Husband and wife laughed at Philip's expression, and 'Erb getting up went over with Philip to the cradle. He looked at his baby proudly.

"There doesn't seem much wrong with him, does there?" said Philip.

He took up his hat, and by this time 'Erb's wife had dished up the beefsteak and put on the table a plate of green peas.

"You're going to have a nice dinner," smiled Philip.

"He's only in of a Sunday and I like to 'ave something special for him, so as he shall miss his 'ome when he's out at work."

"I suppose you'd be above sittin' down and 'avin' a bit of dinner with us?" said 'Erb.

"Oh, 'Erb," said his wife, in a shocked tone.

"Not if you ask me," answered Philip, with his attractive smile.

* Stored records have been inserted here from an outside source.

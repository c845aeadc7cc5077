// src/catalog/analytics.rs
//
// Analytics: overview, forecasts, risk, shelter recommendation and
// consumption anomaly detection.

use serde::{Deserialize, Serialize};
use serde_json::Value;

use super::query::Query;
use super::send_json;
use crate::config::CatalogDefaults;
use crate::error::ApiResult;
use crate::integrations::backend::{Method, RequestDispatcher};

pub const DEFAULT_FORECAST_MONTHS: u32 = 6;

/// Accommodation requirements for a shelter recommendation.
#[derive(Debug, Clone, Copy, Default, PartialEq, Eq)]
pub struct ShelterNeeds {
    pub needs_ada: bool,
    pub has_pets: bool,
}

/// Body of a consumption anomaly check.
#[derive(Debug, Clone, PartialEq, Serialize, Deserialize)]
pub struct AnomalyReport {
    pub resource: String,
    pub current_rate: f64,
    pub historical_avg: f64,
    pub historical_std: f64,
}

pub struct AnalyticsApi<'a> {
    dispatcher: &'a RequestDispatcher,
    defaults: &'a CatalogDefaults,
}

impl<'a> AnalyticsApi<'a> {
    pub fn new(dispatcher: &'a RequestDispatcher, defaults: &'a CatalogDefaults) -> Self {
        Self {
            dispatcher,
            defaults,
        }
    }

    pub async fn get_overview(&self) -> ApiResult<Value> {
        self.dispatcher.get("/analytics/").await
    }

    pub async fn forecast_disasters(&self, state: Option<&str>, months: Option<u32>) -> ApiResult<Value> {
        let endpoint = Query::new()
            .param("state", state.unwrap_or(&self.defaults.state))
            .param("months", months.unwrap_or(DEFAULT_FORECAST_MONTHS))
            .append_to("/analytics/forecast/disasters/");
        self.dispatcher.get(&endpoint).await
    }

    pub async fn get_risk_score(&self, state: Option<&str>) -> ApiResult<Value> {
        let endpoint = Query::new()
            .param("state", state.unwrap_or(&self.defaults.state))
            .append_to("/analytics/risk/area/");
        self.dispatcher.get(&endpoint).await
    }

    /// Nearest suitable open shelters. `needs_ada` / `has_pets` are only
    /// sent when requested.
    pub async fn recommend_shelter(
        &self,
        lat: f64,
        lon: f64,
        state: Option<&str>,
        needs: ShelterNeeds,
    ) -> ApiResult<Value> {
        let endpoint = Query::new()
            .param("lat", lat)
            .param("lon", lon)
            .param("state", state.unwrap_or(&self.defaults.state))
            .flag("needs_ada", needs.needs_ada)
            .flag("has_pets", needs.has_pets)
            .append_to("/analytics/recommend/shelter/");
        self.dispatcher.get(&endpoint).await
    }

    pub async fn detect_anomaly(
        &self,
        resource: &str,
        current_rate: f64,
        historical_avg: f64,
        historical_std: f64,
    ) -> ApiResult<Value> {
        let body = AnomalyReport {
            resource: resource.to_string(),
            current_rate,
            historical_avg,
            historical_std,
        };
        send_json(self.dispatcher, "/analytics/anomaly/consumption/", Method::Post, &body).await
    }
}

"Well, that's what I call friendly, I knew 'e wouldn't take offence, Polly. Just get another plate, my girl."

Polly was flustered, and she thought 'Erb a regular caution, you never knew what ideas 'e'd get in 'is 'ead next; but she got a plate and wiped it quickly with her apron, then took a new knife and fork from the chest of drawers, where her best cutlery rested among her best clothes. There was a jug of stout on the table, and 'Erb poured Philip out a glass. He wanted to give him the lion's share of the beefsteak, but Philip insisted that they should share alike. It was a sunny room with two windows that reached to the floor; it had been the parlour of a house which at one time was if not fashionable at least respectable: it might have been inhabited fifty years before by a well-to-do tradesman or an officer on half pay. 'Erb had been a football player before he married, and there were photographs on the wall of various teams in self-conscious attitudes, with neatly plastered hair, the captain seated proudly in the middle holding a cup. There were other signs of prosperity: photographs of the relations of 'Erb and his wife in Sunday clothes; on the chimney-piece an elaborate arrangement of shells stuck on a miniature rock; and on each side mugs, `A present from Southend' in Gothic letters, with pictures of a pier and a parade on them. 'Erb was something of a character; he was a non-union man and expressed himself with indignation at the efforts of the union to force him to join. The union wasn't no good to him, he never found no difficulty in getting work, and there was good wages for anyone as 'ad a head on his shoulders and wasn't above puttin' 'is 'and to anything as come 'is way. Polly was timorous. If she was 'im she'd join the union, the last time there was a strike she was expectin' 'im to be brought back in an ambulance every time he went out. She turned to Philip.

"He's that obstinate, there's no doing anything with 'im."

"Well, what I say is, it's a free country, and I won't be dictated to."

"It's no good saying it's a free country," said Polly, "that won't prevent 'em bashin' your 'ead in if they get the chanst."

When they had finished Philip passed his pouch over to 'Erb and they lit their pipes; then he got up, for a `call' might be waiting for him at his rooms, and shook hands. He saw that it had given them pleasure that he shared their meal, and they saw that he had thoroughly enjoyed it.